Le tableau « Judith et Holopherne », dont le prix n’a pas été dévoilé, est estimé à entre 100 à 150 millions d’euros. 

Le tableau Judith et Holopherne,attribué au Caravage et qui devait être mis en vente aux enchères jeudi à Toulouse, a été cédé de gré à gré à un acheteur étranger, a indiqué mardi la maison de ventes Labarbe. Le tableau, « estimé de 100 à 150 millions d’euros », va « donc quitter le sol français », souligne un communiqué de presse de la maison de ventes.

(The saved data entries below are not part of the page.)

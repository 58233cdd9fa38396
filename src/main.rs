use anyhow::{Context, Result};
use route_gateway::config::Config;
use route_gateway::middleware::ClientIpSource;
use route_gateway::rate_limiter::{spawn_visitor_sweeper, CooldownLimiter, SystemClock};
use route_gateway::registry::{AppState, RouteRegistry};
use route_gateway::server::Server;
use route_gateway::plugins;
use std::sync::Arc;
use tracing_subscriber::{layer::SubscriberExt, util::SubscriberInitExt};

#[tokio::main]
async fn main() -> Result<()> {
    // Load environment variables from .env file
    dotenv::dotenv().ok();

    let config = Config::from_env();

    tracing_subscriber::registry()
        .with(
            tracing_subscriber::EnvFilter::try_from_default_env().unwrap_or_else(|_| {
                format!("route_gateway={},tower_http=debug", config.log_level).into()
            }),
        )
        .with(tracing_subscriber::fmt::layer())
        .init();

    tracing::info!("Starting route gateway");
    tracing::info!(
        "Configuration: bind_addr={}, store={:?}, data_dir={}",
        config.bind_addr,
        config.store,
        config.data_dir.display()
    );

    let stores = config.open_stores().context("Failed to open document stores")?;
    let limiter = CooldownLimiter::new(&stores, Arc::new(SystemClock));
    let state = AppState::new(
        stores,
        limiter.clone(),
        ClientIpSource::from_trust_flag(config.trust_forwarded_headers),
    );

    let mut registry = RouteRegistry::new(state);
    if config.reset_routes {
        registry
            .clear_all_routes()
            .context("Failed to clear stored routes")?;
    }
    plugins::register_all(&mut registry).context("Failed to register plugin routes")?;

    if let Some(ttl) = config.visitor_ttl {
        tracing::info!(?ttl, interval = ?config.sweep_interval, "Visitor sweep enabled");
        spawn_visitor_sweeper(limiter, ttl, config.sweep_interval);
    }

    Server::new(config.bind_addr, registry)
        .run()
        .await
        .context("Server error")?;

    Ok(())
}
//! Required-parameter extraction.
//!
//! GET and HEAD requests read the query string, POST requests read the body (JSON object or
//! urlencoded form). Names are checked in declaration order and the first
//! missing one is reported.

use crate::error::ParamError;
use axum::{
    async_trait,
    body::to_bytes,
    extract::{FromRequest, Request},
    http::{header, Method},
};
use serde::Serialize;
use serde_json::{Map, Value};
use std::sync::Arc;

const MAX_BODY_BYTES: usize = 2 * 1024 * 1024;

/// Parameter names a route declared at registration. The registry attaches
/// this to every request it routes.
#[derive(Debug, Clone, Default)]
pub struct RequiredParams(pub Arc<[String]>);

/// Extracted parameter values, looked up by name.
#[derive(Debug, Clone, Default, PartialEq, Serialize)]
#[serde(transparent)]
pub struct Params {
    values: Map<String, Value>,
}

impl Params {
    pub fn get(&self, name: &str) -> Option<&Value> {
        self.values.get(name)
    }

    /// Value as text. Non-string JSON values are not coerced.
    pub fn get_str(&self, name: &str) -> Option<&str> {
        self.values.get(name).and_then(Value::as_str)
    }

    pub fn len(&self) -> usize {
        self.values.len()
    }

    pub fn is_empty(&self) -> bool {
        self.values.is_empty()
    }
}

/// Validate `required` against the payload selected by `method`.
pub fn extract(
    method: &Method,
    query: Option<&str>,
    content_type: Option<&str>,
    body: &[u8],
    required: &[String],
) -> Result<Params, ParamError> {
    let source = match *method {
        Method::GET | Method::HEAD => parse_query(query.unwrap_or_default())?,
        Method::POST => parse_body(content_type, body)?,
        _ => return Err(ParamError::UnsupportedMethod(method.clone())),
    };

    let mut values = Map::new();
    for name in required {
        let value = source
            .get(name)
            .ok_or_else(|| ParamError::MissingParameter(name.clone()))?;
        values.insert(name.clone(), value.clone());
    }
    Ok(Params { values })
}

fn parse_query(query: &str) -> Result<Map<String, Value>, ParamError> {
    parse_urlencoded(query.as_bytes())
}

fn parse_body(content_type: Option<&str>, body: &[u8]) -> Result<Map<String, Value>, ParamError> {
    let is_form = content_type
        .is_some_and(|ct| ct.starts_with("application/x-www-form-urlencoded"));
    if is_form {
        return parse_urlencoded(body);
    }
    if body.iter().all(u8::is_ascii_whitespace) {
        return Ok(Map::new());
    }

    match serde_json::from_slice::<Value>(body) {
        Ok(Value::Object(map)) => Ok(map),
        Ok(_) => Err(ParamError::MalformedBody(
            "expected a JSON object".to_string(),
        )),
        Err(e) => Err(ParamError::MalformedBody(e.to_string())),
    }
}

/// Repeated keys keep their first value.
fn parse_urlencoded(raw: &[u8]) -> Result<Map<String, Value>, ParamError> {
    let pairs: Vec<(String, String)> =
        serde_urlencoded::from_bytes(raw).map_err(|e| ParamError::MalformedBody(e.to_string()))?;

    let mut map = Map::new();
    for (key, value) in pairs {
        map.entry(key).or_insert(Value::String(value));
    }
    Ok(map)
}

#[async_trait]
impl<S> FromRequest<S> for Params
where
    S: Send + Sync,
{
    type Rejection = ParamError;

    async fn from_request(req: Request, _state: &S) -> Result<Self, Self::Rejection> {
        let (parts, body) = req.into_parts();
        let required = parts
            .extensions
            .get::<RequiredParams>()
            .cloned()
            .unwrap_or_default();

        let bytes = if parts.method == Method::POST {
            to_bytes(body, MAX_BODY_BYTES)
                .await
                .map_err(|e| ParamError::MalformedBody(e.to_string()))?
        } else {
            Default::default()
        };

        let content_type = parts
            .headers
            .get(header::CONTENT_TYPE)
            .and_then(|v| v.to_str().ok());

        extract(
            &parts.method,
            parts.uri.query(),
            content_type,
            &bytes,
            &required.0,
        )
    }
}

#[cfg(test)]
mod tests {
    use super::*;
    use serde_json::json;

    fn names(list: &[&str]) -> Vec<String> {
        list.iter().map(|s| s.to_string()).collect()
    }

    #[test]
    fn test_get_reads_query_string() {
        let params = extract(&Method::GET, Some("a=1&b=two"), None, b"", &names(&["a", "b"])).unwrap();
        assert_eq!(params.get_str("a"), Some("1"));
        assert_eq!(params.get_str("b"), Some("two"));
        assert_eq!(params.len(), 2);
    }

    #[test]
    fn test_first_missing_parameter_is_reported() {
        let err = extract(&Method::GET, Some("a=1"), None, b"", &names(&["a", "b"])).unwrap_err();
        assert_eq!(err, ParamError::MissingParameter("b".into()));

        let err = extract(&Method::GET, None, None, b"", &names(&["a", "b"])).unwrap_err();
        assert_eq!(err, ParamError::MissingParameter("a".into()));
    }

    #[test]
    fn test_unsupported_method_is_rejected_before_lookup() {
        let err = extract(&Method::DELETE, Some("a=1"), None, b"", &[]).unwrap_err();
        assert_eq!(err, ParamError::UnsupportedMethod(Method::DELETE));

        let err = extract(&Method::PUT, None, None, b"", &names(&["a"])).unwrap_err();
        assert_eq!(err, ParamError::UnsupportedMethod(Method::PUT));
    }

    #[test]
    fn test_head_reads_query_string_like_get() {
        let params = extract(&Method::HEAD, Some("text=hi"), None, b"", &names(&["text"])).unwrap();
        assert_eq!(params.get_str("text"), Some("hi"));

        let err = extract(&Method::HEAD, None, None, b"", &names(&["text"])).unwrap_err();
        assert_eq!(err, ParamError::MissingParameter("text".into()));
    }

    #[test]
    fn test_post_reads_json_body() {
        let body = json!({"text": "hi", "n": 3, "extra": true}).to_string();
        let params = extract(
            &Method::POST,
            Some("text=ignored"),
            Some("application/json"),
            body.as_bytes(),
            &names(&["text", "n"]),
        )
        .unwrap();
        assert_eq!(params.get_str("text"), Some("hi"));
        assert_eq!(params.get("n"), Some(&json!(3)));
        assert!(params.get("extra").is_none());
    }

    #[test]
    fn test_post_ignores_query_string() {
        let err = extract(&Method::POST, Some("text=hi"), None, b"", &names(&["text"])).unwrap_err();
        assert_eq!(err, ParamError::MissingParameter("text".into()));
    }

    #[test]
    fn test_post_reads_form_body() {
        let params = extract(
            &Method::POST,
            None,
            Some("application/x-www-form-urlencoded; charset=utf-8"),
            b"text=hello+world&text=second",
            &names(&["text"]),
        )
        .unwrap();
        assert_eq!(params.get_str("text"), Some("hello world"));
    }

    #[test]
    fn test_post_rejects_non_object_json() {
        let err = extract(&Method::POST, None, Some("application/json"), b"[1,2]", &[]).unwrap_err();
        assert!(matches!(err, ParamError::MalformedBody(_)));
    }

    #[test]
    fn test_no_required_params_yields_empty_params() {
        let params = extract(&Method::GET, Some("x=1"), None, b"", &[]).unwrap();
        assert!(params.is_empty());
    }
}
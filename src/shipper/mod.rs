//! The log shipper: a cloneable handle in front of a single service task.
//!
//! ```text
//!   LogShipper (clone per call site)
//!       │ log() enriches on the caller, then sends Command::Append
//!       v
//!   ShipperService task ── owns LogBuffer, InFlightRequests, Lifecycle
//!       │ tick: Dispatcher snapshots the buffer, spawns the send
//!       v
//!   Transport ── Completion ──> back into ShipperService (reconcile)
//! ```
//!
//! All buffer and in-flight mutations happen inside the service task, so
//! appends, dispatches and completions are serialized without locks. Only the
//! settings (API key, metadata, verbosity, headers, frequency) are shared.

pub mod dispatcher;
pub mod lifecycle;
pub mod service;

pub use dispatcher::Dispatcher;
pub use lifecycle::{DEFAULT_SENDING_FREQUENCY_SECS, Lifecycle, LifecycleState, sending_interval};
pub use service::ShipperService;

use crate::buffer::{Clock, Enricher, SystemClock};
use crate::domain::{Fields, LogEntry, ShipperError, Verbosity};
use crate::reliability::Persistence;
use crate::sender::Transport;
use crate::sender::http::{IP_TRACKING_HEADER, USER_AGENT_TRACKING_HEADER};
use parking_lot::RwLock;
use std::collections::BTreeMap;
use std::sync::Arc;
use std::time::Duration;
use tokio::sync::{mpsc, oneshot};
use tracing::error;

/// Construction-time settings of a shipper.
#[derive(Debug, Clone)]
pub struct ShipperConfig {
    /// Required before the first `log` call; may be set later.
    pub api_key: Option<String>,
    /// Static fields merged into every entry.
    pub metadata: Fields,
    pub sending_frequency_secs: f64,
    pub verbosity: Verbosity,
    pub ip_tracking: Option<String>,
    pub user_agent_tracking: Option<String>,
}

impl Default for ShipperConfig {
    fn default() -> Self {
        Self {
            api_key: None,
            metadata: Fields::new(),
            sending_frequency_secs: DEFAULT_SENDING_FREQUENCY_SECS,
            verbosity: Verbosity::default(),
            ip_tracking: None,
            user_agent_tracking: None,
        }
    }
}

/// Settings shared between the handle and the service task.
#[derive(Debug, Clone)]
pub struct Settings {
    pub api_key: Option<String>,
    pub metadata: Fields,
    pub sending_interval: Duration,
    pub verbosity: Verbosity,
    pub extra_headers: BTreeMap<String, String>,
}

impl Settings {
    fn from_config(config: ShipperConfig) -> Result<Self, ShipperError> {
        let mut extra_headers = BTreeMap::new();
        if let Some(ip) = config.ip_tracking {
            extra_headers.insert(IP_TRACKING_HEADER.to_string(), ip);
        }
        if let Some(user_agent) = config.user_agent_tracking {
            extra_headers.insert(USER_AGENT_TRACKING_HEADER.to_string(), user_agent);
        }

        Ok(Self {
            api_key: config.api_key,
            metadata: config.metadata,
            sending_interval: sending_interval(config.sending_frequency_secs)?,
            verbosity: config.verbosity,
            extra_headers,
        })
    }
}

/// Snapshot of the service state, for introspection and tests.
#[derive(Debug, Clone)]
pub struct ShipperStatus {
    pub state: LifecycleState,
    pub should_run: bool,
    pub buffered: Vec<LogEntry>,
    pub in_flight: usize,
}

#[derive(Debug)]
pub(crate) enum Command {
    Append(LogEntry),
    StartLogger(oneshot::Sender<()>),
    WillResume(oneshot::Sender<()>),
    DidSuspend(oneshot::Sender<()>),
    Status(oneshot::Sender<ShipperStatus>),
}

/// Handle used by application code to log and to forward lifecycle signals.
///
/// Cloning is cheap. When the last clone is dropped the service persists the
/// buffer and exits.
#[derive(Clone)]
pub struct LogShipper {
    commands: mpsc::UnboundedSender<Command>,
    settings: Arc<RwLock<Settings>>,
    enricher: Enricher,
}

impl LogShipper {
    /// Builds a handle and the service it drives. The caller spawns
    /// `ShipperService::run`.
    pub fn new(
        config: ShipperConfig,
        transport: Arc<dyn Transport>,
        persistence: Arc<dyn Persistence>,
    ) -> Result<(Self, ShipperService), ShipperError> {
        Self::with_clock(config, transport, persistence, Arc::new(SystemClock))
    }

    pub fn with_clock(
        config: ShipperConfig,
        transport: Arc<dyn Transport>,
        persistence: Arc<dyn Persistence>,
        clock: Arc<dyn Clock>,
    ) -> Result<(Self, ShipperService), ShipperError> {
        let settings = Arc::new(RwLock::new(Settings::from_config(config)?));
        let (commands_tx, commands_rx) = mpsc::unbounded_channel();
        let service = ShipperService::new(commands_rx, settings.clone(), transport, persistence);

        let shipper = Self {
            commands: commands_tx,
            settings,
            enricher: Enricher::new(clock),
        };
        Ok((shipper, service))
    }

    /// Builds the shipper and spawns its service on the current runtime.
    pub fn spawn(
        config: ShipperConfig,
        transport: Arc<dyn Transport>,
        persistence: Arc<dyn Persistence>,
    ) -> Result<Self, ShipperError> {
        let (shipper, service) = Self::new(config, transport, persistence)?;
        tokio::spawn(service.run());
        Ok(shipper)
    }

    /// Enriches and queues one entry. Never blocks and never touches the
    /// network or the disk.
    pub fn log(&self, fields: Option<&Fields>, message: &str) -> Result<(), ShipperError> {
        let entry = {
            let settings = self.settings.read();
            if settings.api_key.is_none() {
                error!("API key required before logging; entry not recorded");
                return Err(ShipperError::MissingApiKey);
            }
            self.enricher.enrich(&settings.metadata, fields, message)?
        };
        self.commands
            .send(Command::Append(entry))
            .map_err(|_| ShipperError::ServiceClosed)
    }

    pub fn log_message(&self, message: &str) -> Result<(), ShipperError> {
        self.log(None, message)
    }

    /// Marks the shipper as wanted and starts it.
    pub async fn start_logger(&self) -> Result<(), ShipperError> {
        self.request(Command::StartLogger).await
    }

    /// Host is coming back to the foreground.
    pub async fn will_resume(&self) -> Result<(), ShipperError> {
        self.request(Command::WillResume).await
    }

    /// Host went to the background: stop and persist.
    pub async fn did_suspend(&self) -> Result<(), ShipperError> {
        self.request(Command::DidSuspend).await
    }

    pub async fn status(&self) -> Result<ShipperStatus, ShipperError> {
        self.request(Command::Status).await
    }

    pub fn set_api_key(&self, api_key: impl Into<String>) {
        self.settings.write().api_key = Some(api_key.into());
    }

    pub fn set_metadata(&self, metadata: Fields) {
        self.settings.write().metadata = metadata;
    }

    pub fn set_verbosity(&self, verbosity: Verbosity) {
        self.settings.write().verbosity = verbosity;
    }

    /// Takes effect the next time the timer is armed.
    pub fn set_sending_frequency(&self, secs: f64) -> Result<(), ShipperError> {
        let period = sending_interval(secs)?;
        self.settings.write().sending_interval = period;
        Ok(())
    }

    pub fn set_ip_tracking(&self, value: impl Into<String>) {
        self.set_header(IP_TRACKING_HEADER, value.into());
    }

    pub fn set_user_agent_tracking(&self, value: impl Into<String>) {
        self.set_header(USER_AGENT_TRACKING_HEADER, value.into());
    }

    pub fn settings(&self) -> Settings {
        self.settings.read().clone()
    }

    fn set_header(&self, name: &str, value: String) {
        self.settings
            .write()
            .extra_headers
            .insert(name.to_string(), value);
    }

    async fn request<T>(
        &self,
        command: impl FnOnce(oneshot::Sender<T>) -> Command,
    ) -> Result<T, ShipperError> {
        let (tx, rx) = oneshot::channel();
        self.commands
            .send(command(tx))
            .map_err(|_| ShipperError::ServiceClosed)?;
        rx.await.map_err(|_| ShipperError::ServiceClosed)
    }
}

impl std::fmt::Debug for LogShipper {
    fn fmt(&self, f: &mut std::fmt::Formatter<'_>) -> std::fmt::Result {
        f.debug_struct("LogShipper")
            .field("settings", &*self.settings.read())
            .finish_non_exhaustive()
    }
}
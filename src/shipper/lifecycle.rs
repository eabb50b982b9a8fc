use crate::domain::ShipperError;
use std::time::Duration;
use tokio::time::{Interval, MissedTickBehavior, interval};
use tracing::warn;

pub const DEFAULT_SENDING_FREQUENCY_SECS: f64 = 20.0;

/// Converts a sending frequency in seconds into the dispatch period.
///
/// Sub-second frequencies are honoured but warned about; zero, negative and
/// non-finite values cannot drive a timer and are rejected.
pub fn sending_interval(secs: f64) -> Result<Duration, ShipperError> {
    if !secs.is_finite() || secs <= 0.0 {
        return Err(ShipperError::InvalidSendingFrequency(secs));
    }
    if secs < 1.0 {
        warn!(
            "Sending frequency of {secs}s is below 1s; frequent sends deteriorate device performance"
        );
    }
    Ok(Duration::from_secs_f64(secs))
}

#[derive(Debug, Clone, Copy, PartialEq, Eq)]
pub enum LifecycleState {
    Stopped,
    Running,
}

/// Timer ownership plus the sticky run flag.
#[derive(Debug, Default)]
pub struct Lifecycle {
    ticker: Option<Interval>,
    should_run: bool,
}

impl Lifecycle {
    pub fn new() -> Self {
        Self::default()
    }

    pub fn state(&self) -> LifecycleState {
        if self.ticker.is_some() {
            LifecycleState::Running
        } else {
            LifecycleState::Stopped
        }
    }

    pub fn is_running(&self) -> bool {
        self.ticker.is_some()
    }

    /// Whether the owner ever asked the shipper to run.
    pub fn should_run(&self) -> bool {
        self.should_run
    }

    pub fn request_run(&mut self) {
        self.should_run = true;
    }

    /// Arms the timer; its first tick is immediate. Returns `false` when a
    /// timer is already armed.
    pub fn begin(&mut self, period: Duration) -> bool {
        if self.ticker.is_some() {
            return false;
        }
        let mut ticker = interval(period);
        ticker.set_missed_tick_behavior(MissedTickBehavior::Delay);
        self.ticker = Some(ticker);
        true
    }

    /// Disarms the timer. Returns `false` when nothing was armed.
    pub fn end(&mut self) -> bool {
        self.ticker.take().is_some()
    }

    /// Resolves on the next tick; never resolves while stopped.
    pub async fn next_tick(&mut self) {
        match self.ticker.as_mut() {
            Some(ticker) => {
                ticker.tick().await;
            }
            None => std::future::pending().await,
        }
    }
}
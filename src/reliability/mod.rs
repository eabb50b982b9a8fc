pub mod in_flight;
pub mod persistence;
pub mod reconcile;
#[cfg(feature = "disk-fallback")]
pub mod sled_store;

pub use in_flight::{InFlightRequests, RequestId};
pub use persistence::{
    FilePersistence, MemoryPersistence, NoopPersistence, Persistence, PersistenceError,
};
pub use reconcile::{Completion, DeliveryReport, DeliveryStatus, reconcile};
#[cfg(feature = "disk-fallback")]
pub use sled_store::SledPersistence;
use super::serde_helpers::parse_meta_entries;
use super::{Config, ConfigError, PersistenceBackend};
use crate::shipper::sending_interval;
use url::Url;

impl Config {
    pub fn validate(&self) -> Result<(), ConfigError> {
        // API key
        match self.api_key.as_deref().map(str::trim) {
            Some(key) if !key.is_empty() => {}
            _ => {
                return Err(ConfigError::InvalidConfig(
                    "API key is required (--api-key or SHIPPER_API_KEY)".to_string(),
                ));
            }
        }

        // Endpoint URL
        let endpoint = Url::parse(&self.endpoint).map_err(|e| {
            ConfigError::InvalidUrl(format!("Invalid endpoint URL '{}': {}", self.endpoint, e))
        })?;
        if endpoint.cannot_be_a_base() {
            return Err(ConfigError::InvalidUrl(format!(
                "Endpoint URL '{}' cannot take a path",
                self.endpoint
            )));
        }

        // Sending frequency (sub-second values only warn)
        sending_interval(self.sending_frequency).map_err(|e| {
            ConfigError::InvalidConfig(format!("{e}; it must be a positive number of seconds"))
        })?;

        if self.request_timeout_secs == 0 {
            return Err(ConfigError::InvalidConfig(
                "Request timeout must be greater than 0".to_string(),
            ));
        }

        parse_meta_entries(&self.meta)?;

        if self.persistence_backend == PersistenceBackend::Sled
            && !self.no_persistence
            && !cfg!(feature = "disk-fallback")
        {
            return Err(ConfigError::InvalidConfig(
                "The sled persistence backend needs the disk-fallback feature".to_string(),
            ));
        }

        Ok(())
    }
}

L’accord « est couvert par un engagement de confidentialité pour ce qui concerne le prix et l’identité de l’acheteur », a précisé la maison toulousaine Labarbe, qui avait découvert la toile dans un grenier toulousain, en 2014. « Nous avons reçu une offre qu’il était impossible de ne pas transmettre aux propriétaires du tableau. Le fait que cette offre provienne d’un collectionneur proche d’un grand musée a convaincu le vendeur de l’accepter », souligne dans le communiqué l’expert en tableaux français, Eric Turquin, à qui l’oeuvre avait été soumise quelques jours après sa découverte. « Nous avons le devoir d’accepter la décision de notre client vendeur », ajoute le commissaire priseur Marc Labarbe.

L’authenticité du tableau a divisé les experts

Après sa découverte, l’État français avait classé en 2016 la toile ‘trésor national’, empêchant sa vente à l’étranger jusqu’en novembre 2018. Mais l’État avait finalement laissé s’écouler le délai au cours duquel il pouvait l’acquérir. Le manque de certitude sur son authenticité a notamment joué dans la décision de l’État de ne pas se porter acquéreur.

Car l’authenticité du tableau a divisé les experts internationaux. Si la plupart d’entre eux y voyaient la main du Caravage, le grand maître du clair-obscur, d’autres ont émis des doutes, y voyant une copie du peintre flamand Louis Finson (1580-1617) qui a peint plusieurs toiles dans le style caravagesque.